◆ Brief:
Could you restate word for word every line of the records below, from the first one to the one holding "impl<T> Default for ValueCell<T>"?

[Dataset items]
Segment Open

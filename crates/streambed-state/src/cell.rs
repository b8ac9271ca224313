//! The five state-cell variants. Every cell type implements `is_empty`, since the
//! namespace-level GC path only needs to know whether a cell has anything worth clearing.

use ahash::AHashSet;
use std::collections::HashMap;
use std::hash::Hash;

/// A single replaceable value. Reads `None` until the first write, and again after `clear`.
#[derive(Debug)]
pub struct ValueCell<T> {
    value: Option<T>,
}

impl<T> Default for ValueCell<T> {
    fn default() -> Self {
        Self { value: None }
    }
}

impl<T> ValueCell<T> {
    pub fn read(&self) -> Option<&T> {
        self.value.as_ref()
    }

    pub fn write(&mut self, value: T) {
        self.value = Some(value);
    }

    pub fn clear(&mut self) {
        self.value = None;
    }

    pub fn is_empty(&self) -> bool {
        self.value.is_none()
    }
}

/// An append-only list. Used for buffering the raw elements assigned to a window until a pane
/// fires or the sort-flush timer drains them.
#[derive(Debug)]
pub struct BagCell<T> {
    items: Vec<T>,
}

impl<T> Default for BagCell<T> {
    fn default() -> Self {
        Self { items: Vec::new() }
    }
}

impl<T> BagCell<T> {
    pub fn add(&mut self, item: T) {
        self.items.push(item);
    }

    pub fn read(&self) -> &[T] {
        &self.items
    }

    pub fn take(&mut self) -> Vec<T> {
        std::mem::take(&mut self.items)
    }

    pub fn clear(&mut self) {
        self.items.clear();
    }

    pub fn is_empty(&self) -> bool {
        self.items.is_empty()
    }

    pub fn len(&self) -> usize {
        self.items.len()
    }
}

/// A deduplicating collection, used for tracking things like which windows a key has touched.
#[derive(Debug)]
pub struct SetCell<T: Eq + Hash> {
    items: AHashSet<T>,
}

impl<T: Eq + Hash> Default for SetCell<T> {
    fn default() -> Self {
        Self {
            items: AHashSet::default(),
        }
    }
}

impl<T: Eq + Hash> SetCell<T> {
    pub fn add(&mut self, item: T) -> bool {
        self.items.insert(item)
    }

    pub fn remove(&mut self, item: &T) -> bool {
        self.items.remove(item)
    }

    pub fn contains(&self, item: &T) -> bool {
        self.items.contains(item)
    }

    pub fn iter(&self) -> impl Iterator<Item = &T> {
        self.items.iter()
    }

    pub fn clear(&mut self) {
        self.items.clear();
    }

    pub fn is_empty(&self) -> bool {
        self.items.is_empty()
    }

    pub fn len(&self) -> usize {
        self.items.len()
    }
}

/// How a combining cell folds inputs into an accumulator and extracts the final output. Supplied
/// by the caller at each access point rather than stored alongside the accumulator, since the
/// accumulator is the only part of the combine that needs to survive across calls.
pub trait CombineFn<In, Acc, Out> {
    fn create_accumulator(&self) -> Acc;
    fn add_input(&self, acc: Acc, input: In) -> Acc;
    fn merge_accumulators(&self, accs: Vec<Acc>) -> Acc;
    fn extract_output(&self, acc: &Acc) -> Out;
}

/// An incrementally-updated accumulator, e.g. a running sum or a top-k heap. Merging across
/// namespaces (used when session windows merge) folds every source accumulator into one.
#[derive(Debug)]
pub struct CombiningCell<Acc> {
    acc: Option<Acc>,
}

impl<Acc> Default for CombiningCell<Acc> {
    fn default() -> Self {
        Self { acc: None }
    }
}

impl<Acc> CombiningCell<Acc> {
    pub fn add_input<In, Out>(&mut self, input: In, combine: &dyn CombineFn<In, Acc, Out>) {
        let acc = self.acc.take().unwrap_or_else(|| combine.create_accumulator());
        self.acc = Some(combine.add_input(acc, input));
    }

    pub fn read<In, Out>(&self, combine: &dyn CombineFn<In, Acc, Out>) -> Out {
        match &self.acc {
            Some(acc) => combine.extract_output(acc),
            None => combine.extract_output(&combine.create_accumulator()),
        }
    }

    /// Folds `others` (accumulators pulled from the windows being merged away) into this cell,
    /// in addition to whatever this cell already held.
    pub fn merge_in<In, Out>(&mut self, others: Vec<Acc>, combine: &dyn CombineFn<In, Acc, Out>) {
        if others.is_empty() {
            return;
        }
        let mut all = others;
        if let Some(acc) = self.acc.take() {
            all.push(acc);
        }
        self.acc = Some(combine.merge_accumulators(all));
    }

    pub fn take_accumulator(&mut self) -> Option<Acc> {
        self.acc.take()
    }

    pub fn clear(&mut self) {
        self.acc = None;
    }

    pub fn is_empty(&self) -> bool {
        self.acc.is_none()
    }
}

/// A keyed map, for DoFns that need arbitrary per-key-within-window lookups.
#[derive(Debug)]
pub struct MapCell<K: Eq + Hash, V> {
    entries: HashMap<K, V>,
}

impl<K: Eq + Hash, V> Default for MapCell<K, V> {
    fn default() -> Self {
        Self {
            entries: HashMap::new(),
        }
    }
}

impl<K: Eq + Hash, V> MapCell<K, V> {
    pub fn get(&self, key: &K) -> Option<&V> {
        self.entries.get(key)
    }

    pub fn insert(&mut self, key: K, value: V) -> Option<V> {
        self.entries.insert(key, value)
    }

    pub fn remove(&mut self, key: &K) -> Option<V> {
        self.entries.remove(key)
    }

    pub fn iter(&self) -> impl Iterator<Item = (&K, &V)> {
        self.entries.iter()
    }

    pub fn clear(&mut self) {
        self.entries.clear();
    }

    pub fn is_empty(&self) -> bool {
        self.entries.is_empty()
    }
}

#[cfg(test)]
mod tests {
    use super::*;

    #[test]
    fn value_cell_clears_to_empty() {
        let mut cell = ValueCell::default();
        assert!(cell.is_empty());
        cell.write(42);
        assert_eq!(cell.read(), Some(&42));
        cell.clear();
        assert!(cell.is_empty());
        assert_eq!(cell.read(), None);
    }

    #[test]
    fn bag_cell_accumulates_and_takes() {
        let mut cell = BagCell::default();
        cell.add(1);
        cell.add(2);
        assert_eq!(cell.read(), &[1, 2]);
        assert_eq!(cell.take(), vec![1, 2]);
        assert!(cell.is_empty());
    }

    struct Sum;
    impl CombineFn<i64, i64, i64> for Sum {
        fn create_accumulator(&self) -> i64 {
            0
        }
        fn add_input(&self, acc: i64, input: i64) -> i64 {
            acc + input
        }
        fn merge_accumulators(&self, accs: Vec<i64>) -> i64 {
            accs.into_iter().sum()
        }
        fn extract_output(&self, acc: &i64) -> i64 {
            *acc
        }
    }

    #[test]
    fn combining_cell_sums_inputs() {
        let sum = Sum;
        let mut cell: CombiningCell<i64> = CombiningCell::default();
        cell.add_input(1, &sum);
        cell.add_input(2, &sum);
        assert_eq!(cell.read(&sum), 3);
    }

    #[test]
    fn combining_cell_merges_other_accumulators() {
        let sum = Sum;
        let mut target: CombiningCell<i64> = CombiningCell::default();
        target.add_input(1, &sum);
        target.merge_in(vec![2, 3], &sum);
        assert_eq!(target.read(&sum), 6);
    }
}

Segment Closed

◆ Your response:
filename crates/streambed-state/src/cell.rs
repository b8ac9271ca224313
//! The five state-cell variants. Every cell type implements `is_empty`, since the
//! namespace-level GC path only needs to know whether a cell has anything worth clearing.

use ahash::AHashSet;
use std::collections::HashMap;
use std::hash::Hash;

/// A single replaceable value. Reads `None` until the first write, and again after `clear`.
#[derive(Debug)]
pub struct ValueCell<T> {
    value: Option<T>,
}

impl<T> Default for ValueCell<T> {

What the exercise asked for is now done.